Generally speaking, a 4 minute cue is overkill. If the cue does not immediately grab the music sup, your other parts may never be heard. Understanding how music starts and stops within a trailer is key. Study that. 
Ron
(Again, massive generalizations)


----------



## Dean (Jul 29, 2015)

Hey Ron, 
its great to hear about these different approaches to trailer/epic composition,..some guys are quite surgical about it and others are loosey goosey(guilty) 
I agree,the cue has to grab them from the get go but I think that has to be a given no matter how long your cue is.
My point is more about the approach you take to get there,I find theres a natural feel to the durations and structure of trailer cues,Im sure if I went back and timed certain sections of cues I did that they would be around the 30 sec / 60 sec mark aswell. 
I dont think 4mins is overkill,Ive had placements from tracks that length,..sometimes the section I thought about cutting out (so I can have a shorter running time) ends up being placed in a trailer.
Either way interesting stuff. D


----------



## Jaap (Jul 29, 2015)

Just saw this interview posted in the a few facebook music groups and fits the discussion here I think 
http://blog.synchtank.com/the-art-of-trailer-music-with-music-supervisor-vanessa-jorge-perry


----------



## Dean (Jul 29, 2015)

Thats a good read! It demonstrates that ,beside some the very rigid aspects/structures of trailer composition its pretty wide open too. D


----------



## kunst91 (Jul 29, 2015)

Dean said:


> *Epic music*: instrumentation can include tpts/ww's/metals/violins/LOTR style etheral and deep male choirs etc,
> *Trailer music*: generally try to avoid the above instruments (especially trumpets and anvils/metals),..trailers have a more rounded,deeper,robust sound,..a much darker tone overall


Hey Dean, awesome post, really informative for us looking to break into the trailer music scene. I'm in the middle of writing my first tracks for a real company (not just my demo reel!) so this is extremely helpful. Would you mind elaborating on your point about orchestration? For instance I feel like I've heard violins on pretty much every trailer track this year. Do you mean that they aren't used traditionally? Or that they're just generally not used?


----------



## Dean (Jul 30, 2015)

kunst91 said:


> Hey Dean, awesome post, really informative for us looking to break into the trailer music scene. I'm in the middle of writing my first tracks for a real company (not just my demo reel!) so this is extremely helpful. Would you mind elaborating on your point about orchestration? For instance I feel like I've heard violins on pretty much every trailer track this year. Do you mean that they aren't used traditionally? Or that they're just generally not used?



Hey,
re violins: no you need violins for sure!  I mean that for that typical 'trailer sound' if you have a solo string instrument or a soaring violin string section,usually you'd go with solo vc over solo vn and also double that soaring vn section with vcs/vas.This gives a more rounded/deeper and powerful sound overall.
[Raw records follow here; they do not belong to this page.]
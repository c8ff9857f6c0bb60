//! Rolling window behavior over simulated time.

use std::sync::Arc;
use std::time::Duration;

use tokio_shedder::clock::ManualClock;
use tokio_shedder::collection::RollingWindow;

fn max_sum(window: &RollingWindow) -> f64 {
    let mut max = 0.0f64;
    window.reduce(|b| max = max.max(b.sum));
    max
}

#[test]
fn test_max_over_complete_buckets() {
    let clock = Arc::new(ManualClock::new());
    let window = RollingWindow::with_clock(10, Duration::from_millis(50), clock.clone())
        .unwrap()
        .ignore_current_bucket(true);

    for i in 0..10 {
        window.add((i * 100) as f64);
        clock.advance(Duration::from_millis(50));
    }

    assert_eq!(max_sum(&window), 900.0);

    // The last add lands in the current bucket once it is complete
    window.add(1000.0);
    clock.advance(Duration::from_millis(50));
    assert_eq!(max_sum(&window), 1000.0);
}

#[test]
fn test_window_forgets_after_full_span() {
    let clock = Arc::new(ManualClock::new());
    let window =
        RollingWindow::with_clock(5, Duration::from_millis(100), clock.clone()).unwrap();

    for _ in 0..5 {
        window.add(1.0);
        clock.advance(Duration::from_millis(100));
    }

    let mut count = 0;
    window.reduce(|b| count += b.count);
    assert_eq!(count, 4, "oldest bucket already reused");

    clock.advance(Duration::from_millis(500));
    let mut count = 0;
    window.reduce(|b| count += b.count);
    assert_eq!(count, 0);
}

#[test]
fn test_rejects_empty_shape() {
    assert!(RollingWindow::new(0, Duration::from_millis(100)).is_err());
    assert!(RollingWindow::new(10, Duration::ZERO).is_err());
}
//! Load shedding middleware.
//!
//! Rejects requests with 503 Service Unavailable while the shedder reports
//! overload, and feeds handler outcomes back into it.

use std::future::Future;
use std::sync::Arc;

use http::{header, Request, Response, StatusCode};
use tracing::warn;

use crate::config::ShedderConfig;
use crate::context::ShedderContext;
use crate::error::Result;
use crate::shedder::{Promise, Shedder, ShedderStat};

/// Load shedding middleware.
///
/// A handler response of 503 resolves the promise as failed. Every other
/// status counts as a pass, including other 5xx codes: they still consumed
/// capacity and their latency is informative.
pub struct SheddingMiddleware {
    shedder: Arc<dyn Shedder>,
    stat: Arc<ShedderStat>,
}

impl SheddingMiddleware {
    /// Create a new shedding middleware.
    pub fn new(shedder: Arc<dyn Shedder>, stat: Arc<ShedderStat>) -> Self {
        Self { shedder, stat }
    }

    /// Create from shedder configuration.
    ///
    /// `priority` selects the raised threshold of
    /// [`ShedderConfig::priority_options`]. When called inside a tokio
    /// runtime, periodic stat reporting starts at `config.stat_interval`.
    pub fn from_config(
        name: &str,
        ctx: Arc<ShedderContext>,
        config: &ShedderConfig,
        priority: bool,
    ) -> Result<Self> {
        let options = if priority {
            config.priority_options()
        } else {
            config.options()
        };
        let shedder = ctx.new_shedder(options)?;
        let stat = Arc::new(ShedderStat::new(name, ctx));

        if tokio::runtime::Handle::try_current().is_ok() {
            // Detached; the task exits once the stat is dropped.
            let _ = stat.start(config.stat_interval);
        }

        Ok(Self::new(shedder, stat))
    }

    pub fn shedder(&self) -> &Arc<dyn Shedder> {
        &self.shedder
    }

    pub fn stat(&self) -> &Arc<ShedderStat> {
        &self.stat
    }

    /// Run `next` unless the request is shed.
    pub fn handle<B, R, F>(&self, req: Request<B>, next: F) -> Response<R>
    where
        R: Default,
        F: FnOnce(Request<B>) -> Response<R>,
    {
        let promise = match self.admit(&req) {
            Some(promise) => promise,
            None => return unavailable(),
        };

        let res = next(req);
        self.resolve(promise, res.status());
        res
    }

    /// Async variant of [`handle`](Self::handle).
    ///
    /// If the returned future is dropped before the handler completes, the
    /// promise is released as failed.
    pub async fn handle_async<B, R, F, Fut>(&self, req: Request<B>, next: F) -> Response<R>
    where
        R: Default,
        F: FnOnce(Request<B>) -> Fut,
        Fut: Future<Output = Response<R>>,
    {
        let promise = match self.admit(&req) {
            Some(promise) => promise,
            None => return unavailable(),
        };

        let res = next(req).await;
        self.resolve(promise, res.status());
        res
    }

    fn admit<B>(&self, req: &Request<B>) -> Option<Promise> {
        self.stat.incr_total();

        match self.shedder.allow() {
            Ok(promise) => Some(promise),
            Err(_) => {
                self.stat.incr_drop();
                let ua = req
                    .headers()
                    .get(header::USER_AGENT)
                    .and_then(|v| v.to_str().ok())
                    .unwrap_or("-");
                warn!(
                    method = %req.method(),
                    path = req.uri().path(),
                    ua,
                    "[http] dropped, {} - {} - {}",
                    req.method(),
                    req.uri().path(),
                    ua
                );
                None
            }
        }
    }

    fn resolve(&self, promise: Promise, status: StatusCode) {
        if status == StatusCode::SERVICE_UNAVAILABLE {
            promise.fail();
        } else {
            self.stat.incr_pass();
            promise.pass();
        }
    }
}

fn unavailable<R: Default>() -> Response<R> {
    let mut res = Response::new(R::default());
    *res.status_mut() = StatusCode::SERVICE_UNAVAILABLE;
    res
}
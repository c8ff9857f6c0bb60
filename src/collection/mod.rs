//! Time-bucketed statistics collections.

mod rolling_window;

pub use rolling_window::{Bucket, RollingWindow};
Its really a tone or sound youre looking for,..a solo violin conjours up sadness in a fragile,beautiful way where as a cello (because of the register and tone) feels darker,brooding..violins give 'air',bite,presence,beauty,fragility,they rise above everything and cut though the orchestra but you need to have that powerful mid/bottom range carrying the tone of the track.

Note: Im generalising here,violins can be very aggressive,dark and atmospheric when played in lower registers/harmonics etc,..depends on how you use them. D


----------



## Jetzer (Jul 30, 2015)

Thank you for all this insight, Dean. Really inspiring and helpful.


----------



## kunst91 (Jul 30, 2015)

Yes, thank you!!


----------



## Dean (Jul 30, 2015)

Im hoping some other trailer composers might chime in too,..you guys out there? D


----------



## D.Salzenberg (Jul 31, 2015)

Hey Dean, Many thanks for starting this thread, some good info so far!


----------



## Dean (Jul 31, 2015)

No probs, if you can think of anything post it here too. D


----------



## D.Salzenberg (Jul 31, 2015)

I know its difficult to generalise, but would you say that if you are aspiring to write cinema trailers, then its best to avoid rock drums, hi hats, cymbals, breakbeats etc, and stick with programming more minimal deeper orchestral percussion and taikos etc?


----------



## Dean (Jul 31, 2015)

Hey, for trailers I would say avoid any ear piercing metals in general,(chimes/hi-hats/bell trees/glocks/triangles.)
Cymbals are great for big moments as long as they're not dominant or harsh (like a marching band  )
Re rock drumkits and trailer cues: That totally depends on the style youre going after and how you do it,a massive hybrid track with heavy soundesign is one way but it can be a very tricky thing if youre just laying a drumkit into an orchestral trailer cue,its really hard to 'place' a drumkit with an orchestra without it jumping out and changing the style and tone. (unless thats your after?)
I've only once used a drumkit in an epic cue (not Trailer) just for fun. D


----------



## Dean (Jul 31, 2015)

I thought they were more working trailer guys out there willing to chime in,..maybe not? (I'll soldier on.)  D


----------



## Greg (Jul 31, 2015)

Good point Dean about avoiding metals. I would take that a step further and recommend to not let your mixes get too hyped up in the high range either. Tracks like that make for a good TV spot, super compressed with the bass limited for extra loudness so the highs really scream in your face. However, in theatres it gets played back way too loud and always makes me cringe. Especially compared to a nice dark, properly dynamic cinematic cue.


----------



## Greg (Jul 31, 2015)

Another thing to consider when writing for trailers is how you're using your bass frequencies. I hear quite often the bass is practically ignored in some beginner epic music. Analogy synths, drums at low velocities, and drones work really well for filling that out. With powerful bass filling up the mix, it allows you to be more minimal on top of that, while still having a nice full cinematic sound.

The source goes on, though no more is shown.